---- Provided records
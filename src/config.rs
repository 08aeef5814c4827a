// Command-line flags, each with an environment fallback.
use crate::loader::DEFAULT_DATA_PATH;
use clap::{Parser, Subcommand};
use std::net::{IpAddr, SocketAddr};
use std::path::PathBuf;

#[derive(Debug, Parser)]
#[command(name = "claims_dashboard", version, about = "Auto insurance fraud dashboard")]
pub struct Cli {
    /// Claims CSV to load at startup.
    #[arg(long, env = "DASHBOARD_DATA", default_value = DEFAULT_DATA_PATH, global = true)]
    pub data: PathBuf,

    #[arg(long, env = "DASHBOARD_HOST", default_value = "127.0.0.1", global = true)]
    pub host: IpAddr,

    #[arg(long, env = "DASHBOARD_PORT", default_value_t = 5000, global = true)]
    pub port: u16,

    /// Verbose logging and a fresh dataset read on every request.
    #[arg(long, env = "DASHBOARD_DEBUG", global = true)]
    pub debug: bool,

    #[command(subcommand)]
    pub command: Option<Command>,
}

#[derive(Debug, Clone, PartialEq, Eq, Subcommand)]
pub enum Command {
    /// Serve the dashboard over HTTP (the default).
    Serve,
    /// Print the cards and chart tables to the console.
    Summary {
        /// Also write the summary as pretty JSON to this path.
        #[arg(long)]
        json: Option<PathBuf>,
    },
}

impl Cli {
    pub fn command(&self) -> Command {
        self.command.clone().unwrap_or(Command::Serve)
    }

    pub fn addr(&self) -> SocketAddr {
        SocketAddr::new(self.host, self.port)
    }

    pub fn log_filter(&self) -> &'static str {
        if self.debug {
            "claims_dashboard=debug,info"
        } else {
            "info"
        }
    }
}

#[cfg(test)]
mod tests {
    use super::*;

    #[test]
    fn defaults_serve_on_localhost_5000() {
        let cli = Cli::try_parse_from(["claims_dashboard"]).unwrap();
        assert_eq!(cli.command(), Command::Serve);
        assert_eq!(cli.addr().to_string(), "127.0.0.1:5000");
        assert_eq!(cli.data, PathBuf::from(DEFAULT_DATA_PATH));
        assert!(!cli.debug);
        assert_eq!(cli.log_filter(), "info");
    }

    #[test]
    fn summary_takes_json_path_and_global_flags() {
        let cli = Cli::try_parse_from([
            "claims_dashboard",
            "summary",
            "--json",
            "out.json",
            "--data",
            "claims.csv",
            "--debug",
        ])
        .unwrap();
        assert_eq!(
            cli.command(),
            Command::Summary {
                json: Some(PathBuf::from("out.json"))
            }
        );
        assert_eq!(cli.data, PathBuf::from("claims.csv"));
        assert!(cli.debug);
    }

    #[test]
    fn rejects_bad_port() {
        assert!(Cli::try_parse_from(["claims_dashboard", "--port", "99999"]).is_err());
    }
}
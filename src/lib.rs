//! Auto insurance fraud dashboard: loads a claims CSV, computes summary
//! cards and eight charts, and serves them as a single HTML page.
pub mod aggregate;
pub mod charts;
pub mod config;
pub mod error;
pub mod loader;
pub mod output;
pub mod page;
pub mod server;
pub mod summary;
pub mod types;
pub mod util;
use crate::aggregate;
use crate::error::SummaryError;
use crate::types::{CardData, CategoryCount, ClaimBreakdown, ClaimRecord, DailyCount, FraudSplit};
use crate::util::{format_currency, format_currency_int, format_percent, median};
use serde::Serialize;

/// Share of rows reported as fraud, as a percentage of all rows.
pub fn percent_fraud(records: &[ClaimRecord]) -> Result<f64, SummaryError> {
    if records.is_empty() {
        return Err(SummaryError::EmptyTable);
    }
    let frauds = records.iter().filter(|r| r.is_fraud()).count();
    if frauds == 0 {
        return Err(SummaryError::NoFraudRows);
    }
    Ok(100.0 * (frauds as f64 / records.len() as f64))
}

/// Total claim amount across fraudulent rows. Blank amounts add nothing.
pub fn fraud_loss(records: &[ClaimRecord]) -> Result<i64, SummaryError> {
    let mut frauds = records.iter().filter(|r| r.is_fraud()).peekable();
    if frauds.peek().is_none() {
        return Err(SummaryError::NoFraudRows);
    }
    Ok(frauds.filter_map(|r| r.total_claim_amount).sum())
}

/// Median claim amount over every row with an amount, fraudulent or not.
pub fn average_claim(records: &[ClaimRecord]) -> Result<f64, SummaryError> {
    if records.is_empty() {
        return Err(SummaryError::EmptyTable);
    }
    median(
        records
            .iter()
            .filter_map(|r| r.total_claim_amount)
            .map(|amount| amount as f64)
            .collect(),
    )
    .ok_or(SummaryError::NoClaimAmounts)
}

pub fn card_data(records: &[ClaimRecord]) -> Result<CardData, SummaryError> {
    Ok(CardData {
        percent_fraud: format_percent(percent_fraud(records)?),
        fraud_loss: format_currency_int(fraud_loss(records)?),
        average_claim: format_currency(average_claim(records)?),
    })
}

/// Cards plus every chart aggregate, for console and JSON output.
#[derive(Debug, Serialize)]
pub struct SummaryReport {
    pub rows: usize,
    pub cards: CardData,
    pub fraud_by_age_group: Vec<CategoryCount>,
    pub premium_points: usize,
    pub daily_counts: Vec<DailyCount>,
    pub police_report: Vec<FraudSplit>,
    pub claim_breakdown_by_year: Vec<ClaimBreakdown>,
    pub claims_by_year: Vec<FraudSplit>,
    pub fraud_by_city: Vec<CategoryCount>,
    pub claims_by_hour: Vec<FraudSplit>,
}

pub fn summary_report(records: &[ClaimRecord]) -> Result<SummaryReport, SummaryError> {
    Ok(SummaryReport {
        rows: records.len(),
        cards: card_data(records)?,
        fraud_by_age_group: aggregate::fraud_by_age_group(records),
        premium_points: aggregate::premium_points(records).len(),
        daily_counts: aggregate::daily_counts(records),
        police_report: aggregate::police_report_split(records),
        claim_breakdown_by_year: aggregate::claim_breakdown_by_year(records),
        claims_by_year: aggregate::claims_by_year(records),
        fraud_by_city: aggregate::fraud_by_city(records),
        claims_by_hour: aggregate::claims_by_hour(records),
    })
}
--------
(Your objective): Copy each line holding the word "Serialize" from the listing above.

(Response to this exercise):
use serde::Serialize;
#[derive(Debug, Serialize)]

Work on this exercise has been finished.